Precautions & Warnings:

• Children: Use with absolute caution in children, especially young children, due to an increased risk of extrapyramidal reactions because of an incompletely developed blood-brain barrier.
• Hepatic Impairment: Use with caution in patients with hepatic impairment, as domperidone is highly metabolized in the liver.
• Mental Alertness: Domperidone does not affect mental alertness.

Drug Interactions:

• Anticholinergic drugs: May antagonize the antidyspeptic effect of domperidone.
• Antacids and antisecretory drugs: Should not be given simultaneously with domperidone as they lower its oral bioavailability.
• CYP3A4 Inhibitors: Concomitant use of drugs that significantly inhibit CYP3A4 (the main metabolic pathway of domperidone) may result in increased plasma levels of domperidone. Examples include azole antifungals (e.g., ketoconazole), macrolide antibiotics (e.g., erythromycin), HIV protease inhibitors, nefazodone.
• Other orally administered drugs: Theoretically, due to gastro-kinetic effects, domperidone could influence the absorption of concomitantly administered drugs, especially sustained-release or enteric-coated formulations. However, it did not influence blood levels of digoxin or paracetamol in stabilized patients.
• Neuroleptics: Domperidone does not potentiate their action.
• Dopaminergic agonists (e.g., bromocriptine, L-dopa): Domperidone suppresses their unwanted peripheral effects (digestive disorders, nausea, vomiting) without counteracting their central properties.

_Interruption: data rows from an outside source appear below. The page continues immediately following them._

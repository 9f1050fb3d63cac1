//! Menu trees, flattening and route matching.
//!
//! A menu tree is loaded from configuration, normalized by [`format_menu`],
//! flattened into a key list (children before parents) and matched against
//! the current URL to find the open and selected entries.

mod entry;
mod flatten;
mod format;
mod matcher;
mod pattern;

pub use entry::{Authority, Icon, MenuEntry};
pub use flatten::flatten;
pub use format::{MenuFormat, collapse_slashes, format_menu, is_http_link, load_menu, parse_menu};
pub use matcher::{
    FlatMenuKeys, derive_open_keys, derive_selected_keys, match_all, match_keys, url_to_list,
};
pub use pattern::PathPattern;
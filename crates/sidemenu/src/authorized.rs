//! Permission checks for rendered menu nodes.
//!
//! Menu rendering delegates every node to an [`Authorized`] collaborator,
//! which either returns the node (possibly altered) or drops it. Hosts with
//! their own permission backend implement the trait, or pass a closure.

use std::collections::HashSet;

use tracing::debug;

use crate::menu::Authority;
use crate::nav::NavNode;

/// Authorization collaborator.
pub trait Authorized {
    /// Return the node if the current user may see it.
    fn check(&self, authority: Option<&Authority>, node: NavNode) -> Option<NavNode>;
}

impl<F> Authorized for F
where
    F: Fn(Option<&Authority>, NavNode) -> Option<NavNode>,
{
    fn check(&self, authority: Option<&Authority>, node: NavNode) -> Option<NavNode> {
        self(authority, node)
    }
}

/// Lets every node through.
#[derive(Debug, Clone, Copy, Default)]
pub struct AllowAll;

impl Authorized for AllowAll {
    fn check(&self, _authority: Option<&Authority>, node: NavNode) -> Option<NavNode> {
        Some(node)
    }
}

/// Role-based check against the current user's role set.
#[derive(Debug, Clone, Default)]
pub struct RoleAuthorizer {
    roles: HashSet<String>,
    /// Role that bypasses every check.
    admin_role: Option<String>,
}

impl RoleAuthorizer {
    /// Create an authorizer for a user holding `roles`.
    pub fn new<I, S>(roles: I) -> Self
    where
        I: IntoIterator<Item = S>,
        S: Into<String>,
    {
        Self {
            roles: roles.into_iter().map(Into::into).collect(),
            admin_role: None,
        }
    }

    pub fn with_admin_role(mut self, role: impl Into<String>) -> Self {
        self.admin_role = Some(role.into());
        self
    }

    pub fn is_admin(&self) -> bool {
        self.admin_role
            .as_ref()
            .is_some_and(|admin| self.roles.contains(admin))
    }

    /// Check an authority token.
    ///
    /// - Admin users always pass.
    /// - Entries without authority are public.
    /// - Otherwise holding any one of the listed roles is enough.
    pub fn has_authority(&self, authority: Option<&Authority>) -> bool {
        if self.is_admin() {
            return true;
        }

        match authority {
            None => true,
            Some(authority) => authority.roles().iter().any(|r| self.roles.contains(r)),
        }
    }
}

impl Authorized for RoleAuthorizer {
    fn check(&self, authority: Option<&Authority>, node: NavNode) -> Option<NavNode> {
        if self.has_authority(authority) {
            Some(node)
        } else {
            debug!(key = %node.key(), "menu entry hidden by authority");
            None
        }
    }
}
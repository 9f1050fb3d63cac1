//! Template context for rendered menu items.
//!
//! Every string is HTML-escaped here, so templates print values verbatim.

use serde::Serialize;

use crate::nav::{Link, NavNode};

/// Escape text for use in HTML bodies and attribute values.
pub fn html_escape(s: &str) -> String {
    s.replace('&', "&amp;")
        .replace('<', "&lt;")
        .replace('>', "&gt;")
        .replace('"', "&quot;")
        .replace('\'', "&#x27;")
}

/// One menu item as the templates see it.
#[derive(Debug, Clone, Serialize)]
pub struct MenuItemContext {
    /// "submenu" or "item".
    pub kind: &'static str,
    pub key: String,
    pub label: String,
    pub icon_html: Option<String>,
    pub selected: bool,
    pub open: bool,
    pub href: Option<String>,
    pub target: Option<String>,
    pub external: bool,
    pub replace: bool,
    pub collapse_on_click: bool,
    pub children: Vec<MenuItemContext>,
}

impl MenuItemContext {
    /// Convert a list of sibling nodes.
    pub fn from_nodes(nodes: &[NavNode]) -> Vec<Self> {
        nodes.iter().map(Self::from_node).collect()
    }

    pub fn from_node(node: &NavNode) -> Self {
        let icon_html = node.icon().map(|icon| icon.to_html());

        match node {
            NavNode::SubMenu {
                key,
                title,
                open,
                selected,
                children,
                ..
            } => Self {
                kind: "submenu",
                key: html_escape(key),
                label: html_escape(title),
                icon_html,
                selected: *selected,
                open: *open,
                href: None,
                target: None,
                external: false,
                replace: false,
                collapse_on_click: false,
                children: Self::from_nodes(children),
            },
            NavNode::Item {
                key,
                name,
                selected,
                link,
                ..
            } => {
                let (external, replace, collapse_on_click) = match link {
                    Link::External { .. } => (true, false, false),
                    Link::Internal {
                        replace,
                        collapse_on_click,
                        ..
                    } => (false, *replace, *collapse_on_click),
                };

                Self {
                    kind: "item",
                    key: html_escape(key),
                    label: html_escape(name),
                    icon_html,
                    selected: *selected,
                    open: false,
                    href: Some(html_escape(link.href())),
                    target: link.target().map(html_escape),
                    external,
                    replace,
                    collapse_on_click,
                    children: Vec::new(),
                }
            }
        }
    }
}

#[cfg(test)]
mod tests {
    use super::*;
    use crate::menu::Icon;

    #[test]
    fn test_html_escape_special_chars() {
        assert_eq!(
            html_escape("<script>alert('xss')</script>"),
            "&lt;script&gt;alert(&#x27;xss&#x27;)&lt;/script&gt;"
        );
        assert_eq!(html_escape("a & \"b\""), "a &amp; &quot;b&quot;");
        assert_eq!(html_escape("/sales/report"), "/sales/report");
    }

    #[test]
    fn item_context_escapes_and_flags() {
        let node = NavNode::Item {
            key: "/a".into(),
            name: "<A>".into(),
            icon: Some(Icon::Named("home".into())),
            selected: true,
            link: Link::Internal {
                to: "/a".into(),
                target: Some("_self".into()),
                replace: true,
                collapse_on_click: false,
            },
        };

        let ctx = MenuItemContext::from_node(&node);
        assert_eq!(ctx.kind, "item");
        assert_eq!(ctx.label, "&lt;A&gt;");
        assert_eq!(ctx.href.as_deref(), Some("/a"));
        assert_eq!(ctx.target.as_deref(), Some("_self"));
        assert_eq!(
            ctx.icon_html.as_deref(),
            Some("<i class=\"anticon anticon-home\"></i>")
        );
        assert!(ctx.replace);
        assert!(!ctx.external);
    }

    #[test]
    fn submenu_context_recurses() {
        let node = NavNode::SubMenu {
            key: "/a".into(),
            title: "A".into(),
            icon: None,
            open: true,
            selected: false,
            children: vec![NavNode::Item {
                key: "https://x.io".into(),
                name: "X".into(),
                icon: None,
                selected: false,
                link: Link::External {
                    href: "https://x.io".into(),
                    target: None,
                },
            }],
        };

        let ctx = MenuItemContext::from_node(&node);
        assert_eq!(ctx.kind, "submenu");
        assert!(ctx.open);
        assert!(ctx.href.is_none());
        assert_eq!(ctx.children.len(), 1);
        assert!(ctx.children[0].external);
    }
}
//! Navigation nodes built from a menu tree.
//!
//! [`MenuRenderer`] walks a formatted menu tree and produces the nested
//! [`NavNode`] structure a host UI (or [`crate::theme::SidebarTheme`]) turns
//! into markup. Entries without a name or flagged `hide_in_menu` are skipped
//! and every node passes through the [`Authorized`] collaborator.

use serde::Serialize;

use crate::authorized::Authorized;
use crate::menu::{Authority, Icon, MenuEntry, collapse_slashes, is_http_link};

/// A rendered navigation node.
#[derive(Debug, Clone, PartialEq, Serialize)]
#[serde(tag = "kind", rename_all = "snake_case")]
pub enum NavNode {
    /// Collapsible branch.
    SubMenu {
        key: String,
        title: String,
        #[serde(skip_serializing_if = "Option::is_none")]
        icon: Option<Icon>,
        open: bool,
        selected: bool,
        children: Vec<NavNode>,
    },
    /// Leaf link.
    Item {
        key: String,
        name: String,
        #[serde(skip_serializing_if = "Option::is_none")]
        icon: Option<Icon>,
        selected: bool,
        link: Link,
    },
}

impl NavNode {
    pub fn key(&self) -> &str {
        match self {
            NavNode::SubMenu { key, .. } | NavNode::Item { key, .. } => key,
        }
    }

    /// Title of a branch or name of a leaf.
    pub fn label(&self) -> &str {
        match self {
            NavNode::SubMenu { title, .. } => title,
            NavNode::Item { name, .. } => name,
        }
    }

    pub fn icon(&self) -> Option<&Icon> {
        match self {
            NavNode::SubMenu { icon, .. } | NavNode::Item { icon, .. } => icon.as_ref(),
        }
    }

    pub fn is_selected(&self) -> bool {
        match self {
            NavNode::SubMenu { selected, .. } | NavNode::Item { selected, .. } => *selected,
        }
    }

    pub fn children(&self) -> &[NavNode] {
        match self {
            NavNode::SubMenu { children, .. } => children,
            NavNode::Item { .. } => &[],
        }
    }

    /// Depth-first search for a node by key.
    pub fn find(&self, key: &str) -> Option<&NavNode> {
        if self.key() == key {
            return Some(self);
        }
        self.children().iter().find_map(|child| child.find(key))
    }
}

/// Where a leaf points.
#[derive(Debug, Clone, PartialEq, Eq, Serialize)]
#[serde(tag = "type", rename_all = "snake_case")]
pub enum Link {
    /// Plain anchor to an `http(s)` URL.
    External {
        href: String,
        #[serde(skip_serializing_if = "Option::is_none")]
        target: Option<String>,
    },
    /// Router link inside the application.
    Internal {
        to: String,
        #[serde(skip_serializing_if = "Option::is_none")]
        target: Option<String>,
        /// Navigating to the current page replaces the history entry.
        replace: bool,
        /// On mobile, following the link collapses the sidebar.
        collapse_on_click: bool,
    },
}

impl Link {
    pub fn href(&self) -> &str {
        match self {
            Link::External { href, .. } => href,
            Link::Internal { to, .. } => to,
        }
    }

    pub fn target(&self) -> Option<&str> {
        match self {
            Link::External { target, .. } | Link::Internal { target, .. } => target.as_deref(),
        }
    }
}

/// Normalize an entry path into a link destination.
///
/// `http` paths pass through; everything else gets a leading slash and
/// repeated slashes collapsed.
pub fn conversion_path(path: &str) -> String {
    if is_http_link(path) {
        return path.to_string();
    }
    collapse_slashes(&format!("/{path}"))
}

/// Run a node through the authorization collaborator, if there is one.
pub fn filter(
    authorized: Option<&dyn Authorized>,
    authority: Option<&Authority>,
    node: NavNode,
) -> Option<NavNode> {
    match authorized {
        Some(authorized) => authorized.check(authority, node),
        None => Some(node),
    }
}

/// Builds [`NavNode`] trees for one render pass.
#[derive(Clone, Copy)]
pub struct MenuRenderer<'a> {
    pathname: &'a str,
    selected_keys: &'a [String],
    open_keys: &'a [String],
    is_mobile: bool,
    authorized: Option<&'a dyn Authorized>,
}

impl<'a> MenuRenderer<'a> {
    /// Create a renderer for the given current pathname.
    pub fn new(pathname: &'a str) -> Self {
        Self {
            pathname,
            selected_keys: &[],
            open_keys: &[],
            is_mobile: false,
            authorized: None,
        }
    }

    pub fn selected_keys(mut self, keys: &'a [String]) -> Self {
        self.selected_keys = keys;
        self
    }

    pub fn open_keys(mut self, keys: &'a [String]) -> Self {
        self.open_keys = keys;
        self
    }

    pub fn mobile(mut self, is_mobile: bool) -> Self {
        self.is_mobile = is_mobile;
        self
    }

    pub fn authorized(mut self, authorized: Option<&'a dyn Authorized>) -> Self {
        self.authorized = authorized;
        self
    }

    /// Build the visible, authorized nodes for a list of sibling entries.
    pub fn nav_items(&self, entries: &[MenuEntry]) -> Vec<NavNode> {
        entries
            .iter()
            .filter(|entry| entry.is_visible())
            .filter_map(|entry| {
                let node = self.sub_menu_or_item(entry);
                filter(self.authorized, entry.authority.as_ref(), node)
            })
            .collect()
    }

    fn sub_menu_or_item(&self, entry: &MenuEntry) -> NavNode {
        let name = entry.display_name().unwrap_or_default().to_string();
        let key = entry.path.clone();
        let selected = self.selected_keys.contains(&key);

        if entry.is_branch() {
            return NavNode::SubMenu {
                open: self.open_keys.contains(&key),
                selected,
                key,
                title: name,
                icon: entry.icon.clone(),
                children: self.nav_items(entry.children()),
            };
        }

        NavNode::Item {
            link: self.item_link(entry),
            key,
            name,
            icon: entry.icon.clone(),
            selected,
        }
    }

    fn item_link(&self, entry: &MenuEntry) -> Link {
        let path = conversion_path(&entry.path);
        let target = entry.target.clone();

        if is_http_link(&path) {
            return Link::External { href: path, target };
        }

        Link::Internal {
            replace: path == self.pathname,
            to: path,
            target,
            collapse_on_click: self.is_mobile,
        }
    }
}
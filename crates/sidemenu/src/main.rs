//! sidemenu command line
//!
//! Loads a menu file and prints the sidebar for a given pathname as HTML,
//! as a JSON view, or as the raw key matching used to derive it.

use std::path::PathBuf;
use std::sync::Arc;

use anyhow::{Context, Result};
use clap::{Parser, Subcommand};
use tracing::info;
use tracing_subscriber::{EnvFilter, layer::SubscriberExt, util::SubscriberInitExt};

use sidemenu::menu::{match_all, url_to_list};
use sidemenu::{
    MenuEntry, MenuMode, NavTheme, RoleAuthorizer, Settings, SidebarTheme, SiderMenu, format_menu,
    load_menu,
};

#[derive(Debug, Parser)]
#[command(name = "sidemenu", version, about = "Render a sidebar menu for a URL")]
struct Cli {
    /// Menu file (.yml, .yaml, .json or .toml). Defaults to SIDEMENU_FILE.
    #[arg(long, global = true)]
    menu: Option<PathBuf>,

    /// Current pathname.
    #[arg(long, global = true, default_value = "/")]
    path: String,

    /// Role held by the current user; repeat for several.
    #[arg(long = "role", global = true)]
    roles: Vec<String>,

    /// Render the sidebar collapsed.
    #[arg(long, global = true)]
    collapsed: bool,

    /// Mobile layout: internal links collapse the sidebar.
    #[arg(long, global = true)]
    mobile: bool,

    /// Branch keys opened by hand, in the order they were opened.
    #[arg(long = "open", global = true)]
    open: Vec<String>,

    /// Colour scheme override (dark or light).
    #[arg(long, global = true)]
    theme: Option<NavTheme>,

    /// Layout override (inline or horizontal).
    #[arg(long, global = true)]
    mode: Option<MenuMode>,

    #[command(subcommand)]
    command: Command,
}

#[derive(Debug, Subcommand)]
enum Command {
    /// Print the sidebar as HTML.
    Render {
        /// Directory of template overrides. Defaults to SIDEMENU_TEMPLATES_DIR.
        #[arg(long)]
        templates: Option<PathBuf>,
    },
    /// Print the derived view as JSON.
    View,
    /// Print the flattened keys and how they match the pathname.
    Keys,
}

fn main() -> Result<()> {
    // Load .env file if present
    dotenvy::dotenv().ok();

    init_tracing();

    let cli = Cli::parse();

    let mut settings = Settings::from_env().context("failed to load configuration")?;
    if let Some(menu) = &cli.menu {
        settings.menu_file = menu.clone();
    }
    if let Some(theme) = cli.theme {
        settings.nav_theme = theme;
    }
    if let Some(mode) = cli.mode {
        settings.mode = mode;
    }

    let raw = load_menu(&settings.menu_file)
        .with_context(|| format!("failed to load menu from {}", settings.menu_file.display()))?;
    let tree: Arc<[MenuEntry]> = format_menu(&raw).into();
    info!(
        file = %settings.menu_file.display(),
        entries = tree.len(),
        "menu loaded"
    );

    match cli.command {
        Command::Keys => print_keys(&tree, &cli.path),
        Command::View => {
            let menu = build_menu(settings, tree, &cli);
            let json = serde_json::to_string_pretty(&menu.view()).context("failed to encode view")?;
            println!("{json}");
            Ok(())
        }
        Command::Render { ref templates } => {
            let templates = templates.clone().or_else(|| settings.templates_dir.clone());
            let theme = match &templates {
                Some(dir) => SidebarTheme::with_template_dir(dir)
                    .with_context(|| format!("failed to load templates from {}", dir.display()))?,
                None => SidebarTheme::new().context("failed to load built-in templates")?,
            };
            let menu = build_menu(settings, tree, &cli);
            let html = theme.render(&menu.view()).context("failed to render sidebar")?;
            println!("{html}");
            Ok(())
        }
    }
}

fn build_menu(settings: Settings, tree: Arc<[MenuEntry]>, cli: &Cli) -> SiderMenu {
    let authorizer = RoleAuthorizer::new(cli.roles.iter().cloned())
        .with_admin_role(settings.admin_role.clone());

    let mut menu = SiderMenu::new(settings, tree, cli.path.clone())
        .with_authorized(authorizer)
        .with_mobile(cli.mobile)
        .with_collapsed(cli.collapsed);

    if !cli.open.is_empty() {
        menu.handle_open_change(cli.open.clone());
    }
    menu
}

fn print_keys(tree: &[MenuEntry], pathname: &str) -> Result<()> {
    let flat = sidemenu::FlatMenuKeys::from_tree(tree);
    let segments = url_to_list(pathname);
    let matches = match_all(flat.keys(), &segments);

    let report = serde_json::json!({
        "flat_keys": flat.keys(),
        "segments": segments,
        "matches": matches,
        "keys_for_url": flat.keys_for_url(pathname),
    });
    let json = serde_json::to_string_pretty(&report).context("failed to encode keys")?;
    println!("{json}");
    Ok(())
}

fn init_tracing() {
    let filter = EnvFilter::try_from_default_env().unwrap_or_else(|_| EnvFilter::new("info"));

    tracing_subscriber::registry()
        .with(filter)
        .with(tracing_subscriber::fmt::layer().with_writer(std::io::stderr))
        .init();
}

Use in Special Populations

• Infants: Use with great caution and under close medical supervision during the first months of life due to incompletely developed metabolic and blood-brain barrier functions. The occurrence of neurological side effects cannot be totally excluded in infants under 1 year.
• Liver disorders: Use with caution in patients with hepatic impairment.
• Kidney disorders:
  • Severe renal insufficiency (serum creatinine >6 mg/100ml): Elimination half-life is increased, but plasma drug levels were lower than in healthy volunteers.
  • Single acute administration: Unlikely to need dose adjustment.
  • Repeated administration: Dosing frequency should be reduced to once or twice daily depending on severity, and dose may need reduction. Patients on prolonged therapy should be reviewed regularly.

Overdose Effects

• Symptoms of overdosage: Drowsiness, disorientation, and extrapyramidal reactions (especially in children).
• Management: In case of overdosage, administration of activated charcoal and close observation are recommended. Anticholinergic, antiparkinson drugs, or antihistamines with anticholinergic properties may be helpful in controlling extrapyramidal reactions.

Storage Conditions

Store below 30°C, Protected from light & moisture. Keep out of children's reach.